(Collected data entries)
[Start of section]

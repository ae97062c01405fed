//! Catalog
//!
//! Filtering and sorting over product and vendor lists the backend already
//! returned, plus review drafting.

use std::cmp::Ordering;

use thiserror::Error;

use crate::api::dto::{CreateReviewRequest, ProductQuery};
use crate::models::{Product, Review, ReviewTarget, Vendor};

#[derive(Debug, Clone, Copy, PartialEq, Eq, Default)]
pub enum SortOrder {
    /// Backend order
    #[default]
    Relevance,
    PriceAsc,
    PriceDesc,
    Rating,
}

impl SortOrder {
    pub fn parse(s: &str) -> Option<Self> {
        match s.trim().to_lowercase().as_str() {
            "relevance" | "" => Some(Self::Relevance),
            "price_asc" | "price-asc" | "price" => Some(Self::PriceAsc),
            "price_desc" | "price-desc" => Some(Self::PriceDesc),
            "rating" => Some(Self::Rating),
            _ => None,
        }
    }
}

/// Client-side product filter
#[derive(Debug, Clone, Default, PartialEq)]
pub struct ProductFilter {
    pub query: String,
    pub category: Option<String>,
    pub vendor_id: Option<String>,
    pub min_price: Option<f64>,
    pub max_price: Option<f64>,
    pub in_stock_only: bool,
    pub sort: SortOrder,
}

impl ProductFilter {
    pub fn matches(&self, product: &Product) -> bool {
        let query = self.query.trim().to_lowercase();
        if !query.is_empty() {
            let hit = product.name.to_lowercase().contains(&query)
                || product.description.to_lowercase().contains(&query)
                || product.category.to_lowercase().contains(&query);
            if !hit {
                return false;
            }
        }

        if let Some(category) = &self.category {
            if !product.category.eq_ignore_ascii_case(category) {
                return false;
            }
        }
        if let Some(vendor_id) = &self.vendor_id {
            if &product.vendor_id != vendor_id {
                return false;
            }
        }
        if self.min_price.is_some_and(|min| product.price < min) {
            return false;
        }
        if self.max_price.is_some_and(|max| product.price > max) {
            return false;
        }

        !self.in_stock_only || product.in_stock()
    }

    /// Filter then sort; ties keep backend order
    pub fn apply<'a>(&self, products: &'a [Product]) -> Vec<&'a Product> {
        let mut hits: Vec<&Product> = products.iter().filter(|p| self.matches(p)).collect();

        match self.sort {
            SortOrder::Relevance => {}
            SortOrder::PriceAsc => hits.sort_by(|a, b| cmp_f64(a.price, b.price)),
            SortOrder::PriceDesc => hits.sort_by(|a, b| cmp_f64(b.price, a.price)),
            SortOrder::Rating => hits.sort_by(|a, b| {
                cmp_f64(b.rating.unwrap_or(0.0), a.rating.unwrap_or(0.0))
            }),
        }

        hits
    }

    /// The part of the filter the backend understands
    pub fn to_query(&self) -> ProductQuery {
        let q = self.query.trim();
        ProductQuery {
            q: (!q.is_empty()).then(|| q.to_string()),
            category: self.category.clone(),
            vendor_id: self.vendor_id.clone(),
        }
    }
}

fn cmp_f64(a: f64, b: f64) -> Ordering {
    a.partial_cmp(&b).unwrap_or(Ordering::Equal)
}

/// What a product listing renders
#[derive(Debug, Clone, PartialEq)]
pub enum Listing<T> {
    /// Nothing matched; show the empty-state view
    Empty,
    Grid(Vec<T>),
}

impl<T> Listing<T> {
    pub fn from_items(items: Vec<T>) -> Self {
        if items.is_empty() {
            Listing::Empty
        } else {
            Listing::Grid(items)
        }
    }

    pub fn is_empty(&self) -> bool {
        matches!(self, Listing::Empty)
    }

    pub fn len(&self) -> usize {
        match self {
            Listing::Empty => 0,
            Listing::Grid(items) => items.len(),
        }
    }
}

pub fn product_listing<'a>(products: &'a [Product], filter: &ProductFilter) -> Listing<&'a Product> {
    Listing::from_items(filter.apply(products))
}

/// Distinct categories, in first-seen order
pub fn categories(products: &[Product]) -> Vec<String> {
    let mut seen: Vec<String> = Vec::new();
    for product in products {
        let category = product.category.trim();
        if !category.is_empty() && !seen.iter().any(|c| c.eq_ignore_ascii_case(category)) {
            seen.push(category.to_string());
        }
    }
    seen
}

#[derive(Debug, Clone, Default, PartialEq)]
pub struct VendorFilter {
    pub query: String,
    pub category: Option<String>,
    pub city: Option<String>,
}

impl VendorFilter {
    pub fn matches(&self, vendor: &Vendor) -> bool {
        let query = self.query.trim().to_lowercase();
        if !query.is_empty()
            && !vendor.name.to_lowercase().contains(&query)
            && !vendor.category.to_lowercase().contains(&query)
        {
            return false;
        }
        if let Some(category) = &self.category {
            if !vendor.category.eq_ignore_ascii_case(category) {
                return false;
            }
        }
        if let Some(city) = &self.city {
            if !vendor.city.eq_ignore_ascii_case(city) {
                return false;
            }
        }
        true
    }

    pub fn apply<'a>(&self, vendors: &'a [Vendor]) -> Listing<&'a Vendor> {
        Listing::from_items(vendors.iter().filter(|v| self.matches(v)).collect())
    }
}

// ============ Reviews ============

#[derive(Error, Debug, Clone, PartialEq, Eq)]
pub enum ReviewError {
    #[error("Rating must be between 1 and 5")]
    Rating,

    #[error("Write a comment")]
    EmptyComment,

    #[error("Sign in to leave a review")]
    NotSignedIn,
}

#[derive(Debug, Clone, PartialEq)]
pub struct ReviewDraft {
    pub target: ReviewTarget,
    pub rating: u8,
    pub comment: String,
}

impl ReviewDraft {
    pub fn new(target: ReviewTarget) -> Self {
        Self {
            target,
            rating: 0,
            comment: String::new(),
        }
    }

    pub fn to_request(&self, author_id: &str) -> Result<CreateReviewRequest, ReviewError> {
        if author_id.trim().is_empty() {
            return Err(ReviewError::NotSignedIn);
        }
        if !(1..=5).contains(&self.rating) {
            return Err(ReviewError::Rating);
        }
        let comment = self.comment.trim();
        if comment.is_empty() {
            return Err(ReviewError::EmptyComment);
        }

        Ok(CreateReviewRequest {
            author_id: author_id.to_string(),
            target: self.target.clone(),
            rating: self.rating,
            comment: comment.to_string(),
        })
    }
}

#[derive(Debug, Clone, Copy, PartialEq, Default)]
pub struct RatingSummary {
    pub count: usize,
    pub average: Option<f64>,
}

pub fn rating_summary(reviews: &[Review]) -> RatingSummary {
    if reviews.is_empty() {
        return RatingSummary::default();
    }
    let sum: u32 = reviews.iter().map(|r| u32::from(r.rating)).sum();
    let average = f64::from(sum) / reviews.len() as f64;
    RatingSummary {
        count: reviews.len(),
        average: Some((average * 10.0).round() / 10.0),
    }
}

#[cfg(test)]
mod tests {
    use super::*;
    use chrono::Utc;

    fn product(id: &str, name: &str, category: &str, price: f64, stock: u32, rating: Option<f64>) -> Product {
        Product {
            id: id.to_string(),
            vendor_id: "v1".to_string(),
            name: name.to_string(),
            description: String::new(),
            category: category.to_string(),
            price,
            stock,
            images: vec![],
            rating,
            view_count: 0,
        }
    }

    fn products() -> Vec<Product> {
        vec![
            product("p1", "Brass Lamp", "Home", 2500.0, 3, Some(4.2)),
            product("p2", "Silk Scarf", "Fashion", 1800.0, 0, Some(4.8)),
            product("p3", "Desk Lamp", "Home", 900.0, 10, None),
        ]
    }

    #[test]
    fn test_query_is_case_insensitive() {
        let filter = ProductFilter {
            query: "LAMP".to_string(),
            ..Default::default()
        };
        let ids: Vec<_> = filter.apply(&products()).iter().map(|p| p.id.clone()).collect();
        assert_eq!(ids, vec!["p1", "p3"]);
    }

    #[test]
    fn test_price_and_stock_filters_with_sort() {
        let items = products();
        let filter = ProductFilter {
            max_price: Some(2000.0),
            in_stock_only: true,
            ..Default::default()
        };
        assert_eq!(filter.apply(&items).len(), 1);

        let sorted = ProductFilter {
            sort: SortOrder::PriceAsc,
            ..Default::default()
        };
        let prices: Vec<_> = sorted.apply(&items).iter().map(|p| p.price).collect();
        assert_eq!(prices, vec![900.0, 1800.0, 2500.0]);

        let by_rating = ProductFilter {
            sort: SortOrder::Rating,
            ..Default::default()
        };
        assert_eq!(by_rating.apply(&items)[0].id, "p2");
    }

    #[test]
    fn test_no_results_is_empty_listing() {
        let items = products();
        let filter = ProductFilter {
            query: "teapot".to_string(),
            ..Default::default()
        };
        assert_eq!(product_listing(&items, &filter), Listing::Empty);
        assert!(product_listing(&[], &ProductFilter::default()).is_empty());
        assert_eq!(product_listing(&items, &ProductFilter::default()).len(), 3);
    }

    #[test]
    fn test_categories_and_query() {
        assert_eq!(categories(&products()), vec!["Home", "Fashion"]);

        let filter = ProductFilter {
            query: "  ".to_string(),
            category: Some("Home".to_string()),
            ..Default::default()
        };
        let query = filter.to_query();
        assert!(query.q.is_none());
        assert_eq!(query.category.as_deref(), Some("Home"));
    }

    #[test]
    fn test_vendor_filter() {
        let vendor = |id: &str, category: &str, city: &str| Vendor {
            id: id.to_string(),
            name: format!("Vendor {}", id),
            category: category.to_string(),
            city: city.to_string(),
            rating: None,
            base_price: None,
            avatar: None,
        };
        let vendors = vec![vendor("a", "Salon", "Lahore"), vendor("b", "Tailor", "Karachi")];

        let filter = VendorFilter {
            city: Some("lahore".to_string()),
            ..Default::default()
        };
        assert_eq!(filter.apply(&vendors).len(), 1);

        let none = VendorFilter {
            category: Some("Plumber".to_string()),
            ..Default::default()
        };
        assert!(none.apply(&vendors).is_empty());
    }

    #[test]
    fn test_review_draft_validation() {
        let mut draft = ReviewDraft::new(ReviewTarget::Product("p1".to_string()));
        assert_eq!(draft.to_request("u1"), Err(ReviewError::Rating));

        draft.rating = 6;
        assert_eq!(draft.to_request("u1"), Err(ReviewError::Rating));

        draft.rating = 4;
        assert_eq!(draft.to_request("u1"), Err(ReviewError::EmptyComment));

        draft.comment = " Sturdy and bright ".to_string();
        assert_eq!(draft.to_request(""), Err(ReviewError::NotSignedIn));

        let request = draft.to_request("u1").unwrap();
        assert_eq!(request.comment, "Sturdy and bright");
        assert_eq!(request.rating, 4);
    }

    #[test]
    fn test_rating_summary() {
        let review = |rating| Review {
            id: "r".to_string(),
            author_id: "u".to_string(),
            author_name: String::new(),
            target: ReviewTarget::Vendor("v1".to_string()),
            rating,
            comment: String::new(),
            created_at: Utc::now(),
        };
        assert_eq!(rating_summary(&[]), RatingSummary::default());

        let summary = rating_summary(&[review(5), review(4), review(4)]);
        assert_eq!(summary.count, 3);
        assert_eq!(summary.average, Some(4.3));
    }
}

[End of section]

_Requirement_
Retype every line up to and including the one that contains "keep backend order", beginning at the first line of the records, with no edits.

_Answer to the exercise_
repository ae97062c01405fed
//! Catalog
//!
//! Filtering and sorting over product and vendor lists the backend already
//! returned, plus review drafting.

use std::cmp::Ordering;

use thiserror::Error;

use crate::api::dto::{CreateReviewRequest, ProductQuery};
use crate::models::{Product, Review, ReviewTarget, Vendor};

#[derive(Debug, Clone, Copy, PartialEq, Eq, Default)]
pub enum SortOrder {
    /// Backend order
    #[default]
    Relevance,
    PriceAsc,
    PriceDesc,
    Rating,
}

impl SortOrder {
    pub fn parse(s: &str) -> Option<Self> {
        match s.trim().to_lowercase().as_str() {
            "relevance" | "" => Some(Self::Relevance),
            "price_asc" | "price-asc" | "price" => Some(Self::PriceAsc),
            "price_desc" | "price-desc" => Some(Self::PriceDesc),
            "rating" => Some(Self::Rating),
            _ => None,
        }
    }
}

/// Client-side product filter
#[derive(Debug, Clone, Default, PartialEq)]
pub struct ProductFilter {
    pub query: String,
    pub category: Option<String>,
    pub vendor_id: Option<String>,
    pub min_price: Option<f64>,
    pub max_price: Option<f64>,
    pub in_stock_only: bool,
    pub sort: SortOrder,
}

impl ProductFilter {
    pub fn matches(&self, product: &Product) -> bool {
        let query = self.query.trim().to_lowercase();
        if !query.is_empty() {
            let hit = product.name.to_lowercase().contains(&query)
                || product.description.to_lowercase().contains(&query)
                || product.category.to_lowercase().contains(&query);
            if !hit {
                return false;
            }
        }

        if let Some(category) = &self.category {
            if !product.category.eq_ignore_ascii_case(category) {
                return false;
            }
        }
        if let Some(vendor_id) = &self.vendor_id {
            if &product.vendor_id != vendor_id {
                return false;
            }
        }
        if self.min_price.is_some_and(|min| product.price < min) {
            return false;
        }
        if self.max_price.is_some_and(|max| product.price > max) {
            return false;
        }

        !self.in_stock_only || product.in_stock()
    }

    /// Filter then sort; ties keep backend order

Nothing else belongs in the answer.